** Data **
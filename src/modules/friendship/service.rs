use log::info;
use std::sync::Arc;
use uuid::Uuid;

use crate::{
    api::error,
    modules::{
        friendship::{
            model::FriendshipResponse,
            repository::FriendshipRepository,
            schema::{FriendshipEntity, FriendshipStatus, NewFriendship},
        },
        user::repository::UserRepository,
    },
};

#[derive(Clone)]
pub struct FriendshipService {
    friendship_repo: Arc<dyn FriendshipRepository + Send + Sync>,
    user_repo: Arc<dyn UserRepository + Send + Sync>,
}

impl FriendshipService {
    pub fn with_dependencies(
        friendship_repo: Arc<dyn FriendshipRepository + Send + Sync>,
        user_repo: Arc<dyn UserRepository + Send + Sync>,
    ) -> Self {
        info!("FriendshipService initialized with dependencies");
        FriendshipService { friendship_repo, user_repo }
    }

    pub async fn list(
        &self,
        user_id: Uuid,
        status: Option<FriendshipStatus>,
    ) -> Result<Vec<FriendshipResponse>, error::SystemError> {
        self.friendship_repo.find_for_user(&user_id, status).await
    }

    /// Sends a request to `username`. Existing rows for the pair, in either
    /// direction and either status, surface as a conflict from the insert.
    pub async fn request(
        &self,
        requester_id: Uuid,
        username: &str,
    ) -> Result<FriendshipEntity, error::SystemError> {
        let target = self
            .user_repo
            .find_by_username(username)
            .await?
            .ok_or_else(|| error::SystemError::not_found("User not found"))?;

        let new_friendship = NewFriendship::request(requester_id, target.id)
            .ok_or_else(|| error::SystemError::bad_request("Cannot add yourself"))?;

        let friendship = self.friendship_repo.create(&new_friendship).await?;
        info!("Friend request {} sent by {}", friendship.id, requester_id);
        Ok(friendship)
    }

    pub async fn accept(
        &self,
        user_id: Uuid,
        friendship_id: Uuid,
        status: FriendshipStatus,
    ) -> Result<FriendshipEntity, error::SystemError> {
        if status != FriendshipStatus::Accepted {
            return Err(error::SystemError::bad_request("Status must be 'accepted'"));
        }

        let friendship = self
            .friendship_repo
            .accept(&friendship_id, &user_id)
            .await?
            .ok_or_else(|| error::SystemError::not_found("Friend request not found"))?;

        info!("Friend request {} accepted by {}", friendship.id, user_id);
        Ok(friendship)
    }

    /// Covers rejecting, withdrawing and unfriending.
    pub async fn delete(
        &self,
        user_id: Uuid,
        friendship_id: Uuid,
    ) -> Result<FriendshipEntity, error::SystemError> {
        let friendship = self
            .friendship_repo
            .delete(&friendship_id, &user_id)
            .await?
            .ok_or_else(|| error::SystemError::not_found("Friendship not found"))?;

        info!("Friendship {} removed by {}", friendship.id, user_id);
        Ok(friendship)
    }
}

#[cfg(test)]
mod tests {
    use super::*;
    use crate::test::{InMemoryFriendships, InMemoryUsers};

    struct Fixture {
        svc: FriendshipService,
        users: Arc<InMemoryUsers>,
    }

    fn fixture() -> Fixture {
        let users = Arc::new(InMemoryUsers::default());
        let friendships = Arc::new(InMemoryFriendships::new(users.clone()));
        Fixture { svc: FriendshipService::with_dependencies(friendships, users.clone()), users }
    }

    #[actix_web::test]
    async fn request_creates_pending_row_in_canonical_order() {
        let f = fixture();
        let u1 = f.users.add("alex", "Alex");
        let u2 = f.users.add("romina", "Romina");

        let row = f.svc.request(u1, "romina").await.unwrap();

        assert_eq!(row.status, FriendshipStatus::Pending);
        assert_eq!(row.requester_id, u1);
        assert!(row.user_id_1 < row.user_id_2);
        assert!(row.has_participant(&u1) && row.has_participant(&u2));
    }

    #[actix_web::test]
    async fn requester_cannot_accept_but_recipient_can() {
        let f = fixture();
        let u1 = f.users.add("alex", "Alex");
        let u2 = f.users.add("romina", "Romina");
        let row = f.svc.request(u1, "romina").await.unwrap();

        let err = f.svc.accept(u1, row.id, FriendshipStatus::Accepted).await.unwrap_err();
        assert!(matches!(err, error::SystemError::NotFound(_)));

        let accepted = f.svc.accept(u2, row.id, FriendshipStatus::Accepted).await.unwrap();
        assert_eq!(accepted.status, FriendshipStatus::Accepted);
        assert!(accepted.updated_at >= row.updated_at);
    }

    #[actix_web::test]
    async fn outsider_cannot_accept_or_delete() {
        let f = fixture();
        let u1 = f.users.add("alex", "Alex");
        f.users.add("romina", "Romina");
        let u3 = f.users.add("sam", "Sam");
        let row = f.svc.request(u1, "romina").await.unwrap();

        let err = f.svc.accept(u3, row.id, FriendshipStatus::Accepted).await.unwrap_err();
        assert!(matches!(err, error::SystemError::NotFound(_)));
        let err = f.svc.delete(u3, row.id).await.unwrap_err();
        assert!(matches!(err, error::SystemError::NotFound(_)));
    }

    #[actix_web::test]
    async fn accept_with_pending_status_is_rejected() {
        let f = fixture();
        let u1 = f.users.add("alex", "Alex");
        let u2 = f.users.add("romina", "Romina");
        let row = f.svc.request(u1, "romina").await.unwrap();

        let err = f.svc.accept(u2, row.id, FriendshipStatus::Pending).await.unwrap_err();
        assert!(matches!(err, error::SystemError::BadRequest(_)));
    }

    #[actix_web::test]
    async fn duplicate_request_in_either_direction_conflicts() {
        let f = fixture();
        let u1 = f.users.add("alex", "Alex");
        let u2 = f.users.add("romina", "Romina");
        f.svc.request(u1, "romina").await.unwrap();

        let again = f.svc.request(u1, "romina").await.unwrap_err();
        assert!(matches!(again, error::SystemError::Conflict(_)));

        let reverse = f.svc.request(u2, "alex").await.unwrap_err();
        assert!(matches!(reverse, error::SystemError::Conflict(_)));
    }

    #[actix_web::test]
    async fn accepted_pair_still_conflicts() {
        let f = fixture();
        let u1 = f.users.add("alex", "Alex");
        let u2 = f.users.add("romina", "Romina");
        let row = f.svc.request(u1, "romina").await.unwrap();
        f.svc.accept(u2, row.id, FriendshipStatus::Accepted).await.unwrap();

        let err = f.svc.request(u2, "alex").await.unwrap_err();
        assert!(matches!(err, error::SystemError::Conflict(_)));
    }

    #[actix_web::test]
    async fn concurrent_requests_for_same_pair_create_one_row() {
        let f = fixture();
        let u1 = f.users.add("alex", "Alex");
        let u2 = f.users.add("romina", "Romina");

        let (a, b) = tokio::join!(f.svc.request(u1, "romina"), f.svc.request(u2, "alex"));

        assert_eq!(a.is_ok() as u8 + b.is_ok() as u8, 1);
        let failed = if a.is_err() { a.unwrap_err() } else { b.unwrap_err() };
        assert!(matches!(failed, error::SystemError::Conflict(_)));
        assert_eq!(f.svc.list(u1, None).await.unwrap().len(), 1);
    }

    #[actix_web::test]
    async fn self_request_is_rejected_and_never_stored() {
        let f = fixture();
        let u1 = f.users.add("alex", "Alex");

        let err = f.svc.request(u1, "alex").await.unwrap_err();
        assert!(matches!(err, error::SystemError::BadRequest(_)));
        assert!(f.svc.list(u1, None).await.unwrap().is_empty());
    }

    #[actix_web::test]
    async fn unknown_username_is_not_found() {
        let f = fixture();
        let u1 = f.users.add("alex", "Alex");
        let err = f.svc.request(u1, "ghost").await.unwrap_err();
        assert!(matches!(err, error::SystemError::NotFound(_)));
    }

    #[actix_web::test]
    async fn list_shows_the_other_participant_and_filters_status() {
        let f = fixture();
        let u1 = f.users.add("alex", "Alex");
        let u2 = f.users.add("romina", "Romina");
        let u3 = f.users.add("sam", "Sam");
        let to_romina = f.svc.request(u1, "romina").await.unwrap();
        f.svc.request(u3, "alex").await.unwrap();
        f.svc.accept(u2, to_romina.id, FriendshipStatus::Accepted).await.unwrap();

        let all = f.svc.list(u1, None).await.unwrap();
        assert_eq!(all.len(), 2);
        assert!(all.iter().all(|row| row.friend_id != u1));

        let accepted = f.svc.list(u1, Some(FriendshipStatus::Accepted)).await.unwrap();
        assert_eq!(accepted.len(), 1);
        assert_eq!(accepted[0].friend_id, u2);
        assert_eq!(accepted[0].friend_username, "romina");

        let pending = f.svc.list(u1, Some(FriendshipStatus::Pending)).await.unwrap();
        assert_eq!(pending.len(), 1);
        assert_eq!(pending[0].friend_id, u3);
    }

    #[actix_web::test]
    async fn either_participant_can_delete_in_any_status() {
        let f = fixture();
        let u1 = f.users.add("alex", "Alex");
        let u2 = f.users.add("romina", "Romina");

        let pending = f.svc.request(u1, "romina").await.unwrap();
        f.svc.delete(u2, pending.id).await.unwrap();

        let again = f.svc.request(u1, "romina").await.unwrap();
        f.svc.accept(u2, again.id, FriendshipStatus::Accepted).await.unwrap();
        let removed = f.svc.delete(u1, again.id).await.unwrap();
        assert_eq!(removed.id, again.id);

        let err = f.svc.delete(u1, again.id).await.unwrap_err();
        assert!(matches!(err, error::SystemError::NotFound(_)));
    }
}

** Assignment **
Everything from the line containing "assert_eq!(accepted[0].friend_id, u2);" through the line containing "assert_eq!(removed.id, again.id);" in the material above should be retyped exactly, both ends included, and nothing more.

** Exercise result **
        assert_eq!(accepted[0].friend_id, u2);
        assert_eq!(accepted[0].friend_username, "romina");

        let pending = f.svc.list(u1, Some(FriendshipStatus::Pending)).await.unwrap();
        assert_eq!(pending.len(), 1);
        assert_eq!(pending[0].friend_id, u3);
    }

    #[actix_web::test]
    async fn either_participant_can_delete_in_any_status() {
        let f = fixture();
        let u1 = f.users.add("alex", "Alex");
        let u2 = f.users.add("romina", "Romina");

        let pending = f.svc.request(u1, "romina").await.unwrap();
        f.svc.delete(u2, pending.id).await.unwrap();

        let again = f.svc.request(u1, "romina").await.unwrap();
        f.svc.accept(u2, again.id, FriendshipStatus::Accepted).await.unwrap();
        let removed = f.svc.delete(u1, again.id).await.unwrap();
        assert_eq!(removed.id, again.id);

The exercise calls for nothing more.